Lily saw it too.
Her face drained of color in an instant.
Everyone around us started running.
Lily and I spun around at the exact same time and bolted in the same direction.
Right behind us, the wall let out a horrible, grating shriek.
Loose bricks already began raining down from above.
I ran as hard as my legs could carry me, my own thunderous heartbeat roaring in my ears, drowning out everything else.
After a few strides, I chanced a glance over my shoulder.
Lily was right behind me. She was wearing heeled shoes, and she couldn't run fast.
That's when I saw him. Daniel came barreling through the construction site entrance.
The second his eyes locked on us, they blew wide with shock.
"This way! Run this way!" he shouted.
I veered toward him, pumping my legs faster.
By now the wall couldn't hold on much longer. The entire structure swayed and shuddered like a dying beast.
I was only a few steps away from Daniel.
Five more seconds.
Then I saw it.

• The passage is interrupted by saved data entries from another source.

//! Project Context - 远端项目限界上下文
//!
//! 职责:
//! - 远端项目与章节记录
//! - 双区元数据的合并规则

mod entities;
mod metadata;

pub use entities::{RemoteChapter, RemoteProject};
pub use metadata::{seed_protected_zone, ProjectMetadata, LLM_RUNTIME_KEY, USER_CONCEPT_KEY};
//! Chapter Synchronizer
//!
//! 以章节编号为键，把本地大纲的章节投影到远端章节集合。
//! 远端多出来的章节不会被删除。

use std::collections::HashMap;
use std::sync::Arc;
use uuid::Uuid;

use super::remote_api::{ChapterCreate, ChapterUpdate, RemoteBookApi};
use crate::application::error::WorkflowError;
use crate::application::ports::{WorkflowEvent, WorkflowEventPort};
use crate::domain::draft::LocalDraft;
use crate::domain::project::RemoteChapter;

/// 同步结果
#[derive(Debug, Clone, Copy, Default, PartialEq, Eq)]
pub struct ChapterSyncReport {
    pub created: usize,
    pub updated: usize,
}

pub struct ChapterSynchronizer {
    api: Arc<RemoteBookApi>,
    events: Arc<dyn WorkflowEventPort>,
}

impl ChapterSynchronizer {
    pub fn new(api: Arc<RemoteBookApi>, events: Arc<dyn WorkflowEventPort>) -> Self {
        Self { api, events }
    }

    pub async fn sync_chapters(
        &self,
        project_id: Uuid,
        draft: &LocalDraft,
    ) -> Result<ChapterSyncReport, WorkflowError> {
        let Some(outline) = draft.outline().filter(|o| !o.is_empty()) else {
            return Ok(ChapterSyncReport::default());
        };

        // 列表失败退化为只创建
        let existing: HashMap<u32, RemoteChapter> = match self.api.list_chapters(project_id).await {
            Ok(chapters) => chapters.into_iter().map(|c| (c.number, c)).collect(),
            Err(e) => {
                tracing::warn!(
                    project_id = %project_id,
                    error = %e,
                    "Failed to list remote chapters, syncing as create-only"
                );
                HashMap::new()
            }
        };

        let mut report = ChapterSyncReport::default();
        for chapter in &outline.chapters {
            let content = draft
                .chapter_content(chapter.number)
                .unwrap_or_default()
                .to_string();

            match existing.get(&chapter.number) {
                Some(remote) => {
                    self.api
                        .update_chapter(
                            remote.id,
                            &ChapterUpdate {
                                title: chapter.title.clone(),
                                content,
                            },
                        )
                        .await?;
                    report.updated += 1;
                }
                None => {
                    self.api
                        .create_chapter(
                            project_id,
                            &ChapterCreate {
                                number: chapter.number,
                                title: chapter.title.clone(),
                                content,
                            },
                        )
                        .await?;
                    report.created += 1;
                }
            }
        }

        tracing::info!(
            project_id = %project_id,
            created = report.created,
            updated = report.updated,
            "Chapters synced"
        );
        self.events.publish(WorkflowEvent::ChaptersSynced {
            project_id,
            created: report.created,
            updated: report.updated,
        });

        Ok(report)
    }
}

#[cfg(test)]
mod tests {
    use super::*;
    use crate::application::services::RouteTable;
    use crate::domain::draft::{Outline, OutlineChapter};
    use crate::infrastructure::EventPublisher;
    use crate::testing::FakeBookService;
    use http::Method;
    use serde_json::json;

    fn draft_with_chapters(count: u32) -> LocalDraft {
        let mut draft = LocalDraft::default();
        draft
            .set_outline(Outline {
                synopsis: String::new(),
                chapters: (1..=count)
                    .map(|n| OutlineChapter {
                        number: n,
                        title: format!("Chapter {}", n),
                        bullet_points: vec![],
                    })
                    .collect(),
            })
            .unwrap();
        draft
    }

    fn synchronizer(service: Arc<FakeBookService>) -> ChapterSynchronizer {
        let api = Arc::new(RemoteBookApi::new(service, RouteTable::default()));
        ChapterSynchronizer::new(api, Arc::new(EventPublisher::new()))
    }

    #[tokio::test]
    async fn test_no_outline_is_noop() {
        let service = FakeBookService::new();
        let sync = synchronizer(service.clone());

        let report = sync
            .sync_chapters(Uuid::new_v4(), &LocalDraft::default())
            .await
            .unwrap();

        assert_eq!(report, ChapterSyncReport::default());
        assert!(service.requests().is_empty());
    }

    #[tokio::test]
    async fn test_creates_every_chapter_when_remote_is_empty() {
        let service = FakeBookService::new();
        let project_id = service.seed_project();
        let sync = synchronizer(service.clone());
        let mut draft = draft_with_chapters(4);
        draft.set_chapter(3, "Third chapter body.");

        let report = sync.sync_chapters(project_id, &draft).await.unwrap();

        assert_eq!(report, ChapterSyncReport { created: 4, updated: 0 });
        let bodies = service.request_bodies(&Method::POST, "/chapters/");
        assert_eq!(bodies.len(), 4);
        for (index, body) in bodies.iter().enumerate() {
            let number = index as u32 + 1;
            assert_eq!(body["number"], json!(number));
            assert_eq!(body["title"], json!(format!("Chapter {}", number)));
        }
        assert_eq!(bodies[0]["content"], json!(""));
        assert_eq!(bodies[2]["content"], json!("Third chapter body."));
    }

    #[tokio::test]
    async fn test_updates_existing_and_creates_rest() {
        let service = FakeBookService::new();
        let project_id = service.seed_project();
        let existing = service.seed_chapter(project_id, 2, "Old title", "Old text");
        let sync = synchronizer(service.clone());
        let mut draft = draft_with_chapters(3);
        draft.set_chapter(2, "New text");

        let report = sync.sync_chapters(project_id, &draft).await.unwrap();

        assert_eq!(report, ChapterSyncReport { created: 2, updated: 1 });
        let patches = service.request_paths(&Method::PATCH, "/chapters/");
        assert_eq!(patches.len(), 1);
        assert!(patches[0].contains(&existing.to_string()));
        assert_eq!(service.chapter_count(project_id), 3);
    }

    #[tokio::test]
    async fn test_list_failure_degrades_to_create_only() {
        let service = FakeBookService::new();
        let project_id = service.seed_project();
        service.override_response(Method::GET, "/chapters/", 500, "boom");
        let sync = synchronizer(service.clone());

        let report = sync
            .sync_chapters(project_id, &draft_with_chapters(2))
            .await
            .unwrap();

        assert_eq!(report.created, 2);
    }
}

His gaze slid right past me, over my shoulder.
It landed on the person behind me.
He didn't hesitate for a single heartbeat.
He came sprinting toward me, and for one split second I thought he was coming to pull me to safety.
But when he blew past my side, he only stirred a gust of wind against my arm.
And he kept running.
Straight for Lily.
A deep, muffled thud rumbled behind me.
I twisted my head around.
The whole wall had caved in.
The crash of falling bricks was deafening, and the ground shook under my feet.
A thick cloud of dust billowed straight toward me, choking me so bad I couldn't keep my eyes open.
When the dust cleared just enough to see through, I spotted Daniel.
He was sprawled on top of Lily, shielding her completely with his own body.
A heavy precast slab had crashed down onto his back. He gritted his teeth against the pain, blood streaming down his forehead from a cut above his brow.
Lily was huddled in his arms, sobbing uncontrollably from terror.
"Daniel! Daniel, are you okay?!" she wailed.
Daniel lifted his head.
The very first thing he checked was whether Lily was hurt.
Only after that did he lift his gaze towards me.
That look was impossible to parse.
There was guilt there, a flash of unease, and something else I couldn't even put a name to.
It was like he'd only just remembered I existed after confirming Lily was unharmed.
The wall had collapsed. If it had fallen just a little further in my direction, if those bricks had landed just a foot off from where they did, I would have been crushed under them too.
But when he ran past me, he didn't reach out to yank me along with him.
He didn't even glance at me.
I stood in the cloud of dust, my whole body shaking.
It wasn't fear that sent the tremors through me.
It was a memory that exploded to the surface.
Last winter, I'd worked overtime until well past midnight. I was riding my scooter home when a car ran a red light and clipped me. I went flying, tumbling several meters across the pavement before I stopped.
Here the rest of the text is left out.